When I was pregnant with my daughter Shana, my son Ryan was 3 years old. He was sleeping in my bed one night and in the morning he sat up in bed and threw up the baked beans he had eaten at my parents house the night before. Ok, so not to be gross (not true, I am totally being gross here) but baked beans look the same coming up as going down. I was never a fan of baked beans but became even less of a fan after this episode. I remember trying to get my poor little boy out of his little jammies and cleaned up but honestly, every time I touched him to try to get his shirt unbuttoned I had to run to the bathroom myself. I finally had to call my mom (shameful, I know) to come and help me get him cleaned up so I could get myself ready for work.  The other sick time that stands out in my mind (another shameful experience for me) was when our 16-year-old niece Amanda was babysitting for us, Ryan would have been about 8 years old at the time. When we got home Amanda told me that Ryan had been sick but he seemed fine and was back in bed. I apologized to her that she had to deal with that but she said it was fine, no big deal. I of course couldn’t imagine anyone thinking that dealing with a sick kid was no big deal. Well sure enough as we were sitting there talking Ryan came running out of his room to the bathroom to be sick again. Amanda asked me if I wanted her to go in there with him to make sure he was ok and of course I told her no, not to be silly, I’m his mother of course I can take care of him while he is sick. I walked into that bathroom, took one look at him throwing up and practically body checked him out of the way so I could have the toilet to throw up in. What a great mom… embarrassing. Now I had to tell Amanda I changed my mind, I couldn’t deal with it and I needed the 16-year-old kid to take care of it. I think I won Mom of The Year Award that night too (I have won Mom of The Year Award a few times over the years.) So that is a small glimpse into the history of me dealing with pukers…..not so good.

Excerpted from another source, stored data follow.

//! Schema tree: ControlSchema → (Tab →) Group → FieldDefinition.

use serde::Serialize;
use serde_json::Value;

use crate::field::FieldDefinition;
use crate::settings::KeyPath;

/// The settings category a schema describes.
#[derive(Debug, Clone, Copy, PartialEq, Eq, Hash, Serialize)]
#[serde(rename_all = "lowercase")]
pub enum Category {
    /// Content and behaviour settings.
    General,
    /// Visual settings.
    Style,
}

impl Category {
    pub fn name(self) -> &'static str {
        match self {
            Category::General => "general",
            Category::Style => "style",
        }
    }
}

/// A named, ordered set of fields.
#[derive(Debug, Clone, PartialEq, Serialize)]
pub struct Group {
    pub key: String,
    pub label: String,
    pub fields: Vec<FieldDefinition>,
}

impl Group {
    /// Look up a field by key.
    pub fn field(&self, key: &str) -> Option<&FieldDefinition> {
        self.fields.iter().find(|f| f.key() == key)
    }
}

/// A named, ordered set of groups, e.g. "Normal" and "Hover" states.
#[derive(Debug, Clone, PartialEq, Serialize)]
pub struct Tab {
    pub key: String,
    pub label: String,
    pub groups: Vec<Group>,
}

/// A top-level schema entry.
#[derive(Debug, Clone, PartialEq, Serialize)]
#[serde(tag = "kind", rename_all = "lowercase")]
pub enum SchemaNode {
    Tab(Tab),
    Group(Group),
}

/// One field together with where it lives in the schema.
#[derive(Debug, Clone, Copy)]
pub struct FieldEntry<'a> {
    /// The enclosing tab, if any.
    pub tab: Option<&'a Tab>,
    pub group: &'a Group,
    pub field: &'a FieldDefinition,
}

impl FieldEntry<'_> {
    /// Key path of the enclosing group (`tab.group` or `group`).
    pub fn group_path(&self) -> KeyPath {
        match self.tab {
            Some(tab) => KeyPath::from_segments([tab.key.as_str(), self.group.key.as_str()]),
            None => KeyPath::from_segments([self.group.key.as_str()]),
        }
    }

    /// Full key path of the field.
    pub fn path(&self) -> KeyPath {
        self.group_path().child(self.field.key())
    }
}

/// The finished, immutable schema of one widget for one category.
///
/// Built once per widget type and shared read-only by every instance.
#[derive(Debug, Clone, PartialEq, Serialize)]
pub struct ControlSchema {
    category: Category,
    nodes: Vec<SchemaNode>,
}

impl ControlSchema {
    pub(crate) fn new(category: Category, nodes: Vec<SchemaNode>) -> Self {
        Self { category, nodes }
    }

    /// An empty schema (widgets without settings in a category).
    pub fn empty(category: Category) -> Self {
        Self::new(category, Vec::new())
    }

    pub fn category(&self) -> Category {
        self.category
    }

    /// Top-level tabs and groups in declaration order.
    pub fn nodes(&self) -> &[SchemaNode] {
        &self.nodes
    }

    /// Every field, depth-first in declaration order.
    pub fn fields(&self) -> Vec<FieldEntry<'_>> {
        let mut out = Vec::new();
        for node in &self.nodes {
            match node {
                SchemaNode::Tab(tab) => {
                    for group in &tab.groups {
                        out.extend(group.fields.iter().map(|field| FieldEntry {
                            tab: Some(tab),
                            group,
                            field,
                        }));
                    }
                }
                SchemaNode::Group(group) => {
                    out.extend(group.fields.iter().map(|field| FieldEntry {
                        tab: None,
                        group,
                        field,
                    }));
                }
            }
        }
        out
    }

    /// Look up a field by its full key path.
    pub fn field(&self, path: &KeyPath) -> Option<&FieldDefinition> {
        let segments = path.segments();
        let (group_path, field_key) = match segments.split_last() {
            Some((last, rest)) => (rest, last.as_str()),
            None => return None,
        };
        self.nodes.iter().find_map(|node| match (node, group_path) {
            (SchemaNode::Tab(tab), [tab_key, group_key]) if &tab.key == tab_key => tab
                .groups
                .iter()
                .find(|g| &g.key == group_key)
                .and_then(|g| g.field(field_key)),
            (SchemaNode::Group(group), [group_key]) if &group.key == group_key => {
                group.field(field_key)
            }
            _ => None,
        })
    }

    /// Number of fields.
    pub fn len(&self) -> usize {
        self.fields().len()
    }

    pub fn is_empty(&self) -> bool {
        self.len() == 0
    }

    /// The JSON manifest the editor renders controls from.
    pub fn to_manifest(&self) -> Value {
        serde_json::to_value(self).unwrap_or(Value::Null)
    }
}

#[cfg(test)]
mod tests {
    use super::*;
    use crate::field::{FieldBuilder, FieldType};
    use crate::schema::SchemaBuilder;
    use serde_json::json;

    fn schema() -> ControlSchema {
        SchemaBuilder::new(Category::Style)
            .add_tab("normal", "Normal")
            .unwrap()
            .add_group("colors", "Colors")
            .unwrap()
            .field(FieldBuilder::field(FieldType::Color, "text", "Text"))
            .unwrap()
            .end_group()
            .end_tab()
            .add_group("spacing", "Spacing")
            .unwrap()
            .field(FieldBuilder::field(FieldType::Dimension, "padding", "Padding"))
            .unwrap()
            .end_group()
            .get_fields()
    }

    #[test]
    fn test_fields_in_declaration_order_with_paths() {
        let schema = schema();
        let paths: Vec<String> = schema.fields().iter().map(|e| e.path().to_string()).collect();
        assert_eq!(paths, vec!["normal.colors.text", "spacing.padding"]);
    }

    #[test]
    fn test_field_lookup() {
        let schema = schema();
        assert_eq!(
            schema.field(&KeyPath::parse("normal.colors.text")).map(|f| f.key()),
            Some("text")
        );
        assert!(schema.field(&KeyPath::parse("spacing.padding")).is_some());
        assert!(schema.field(&KeyPath::parse("colors.text")).is_none());
        assert!(schema.field(&KeyPath::parse("normal.colors.text.x")).is_none());
        assert!(schema.field(&KeyPath::root()).is_none());
    }

    #[test]
    fn test_manifest_shape() {
        let manifest = schema().to_manifest();
        assert_eq!(manifest["category"], json!("style"));
        assert_eq!(manifest["nodes"][0]["kind"], json!("tab"));
        assert_eq!(manifest["nodes"][0]["groups"][0]["fields"][0]["type"], json!("color"));
        assert_eq!(manifest["nodes"][1]["kind"], json!("group"));
    }

    #[test]
    fn test_len() {
        assert_eq!(schema().len(), 2);
        assert!(ControlSchema::empty(Category::General).is_empty());
    }
}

So there I was last night, attempting to clean up the puke from Erika’s floor. It really didn’t go so well and when my husband heard me gagging he asked if I was going to be ok and I assured him that I was not. Have I mentioned how much I love my husband? When he got up to take over the clean- up he was definitely my knight in shining armour. 🙂 Once everything was cleaned up and we were talking about it he told me he was going to let me do it but once he heard me gagging he decided that if he had to clean up after both of us that would have been even worse.

We finally got to bed around 5:00am only to have to let the dogs out about an hour later. I wasn’t ready to stay up at that hour so I sent them back to bed and didn’t get up again until after 9:00am.

Day 3 has certainly started out as a good one.  I’m hoping to spend the better part of this day sitting out on my back deck reading my book….maybe even sneaking a nap in there somewhere too.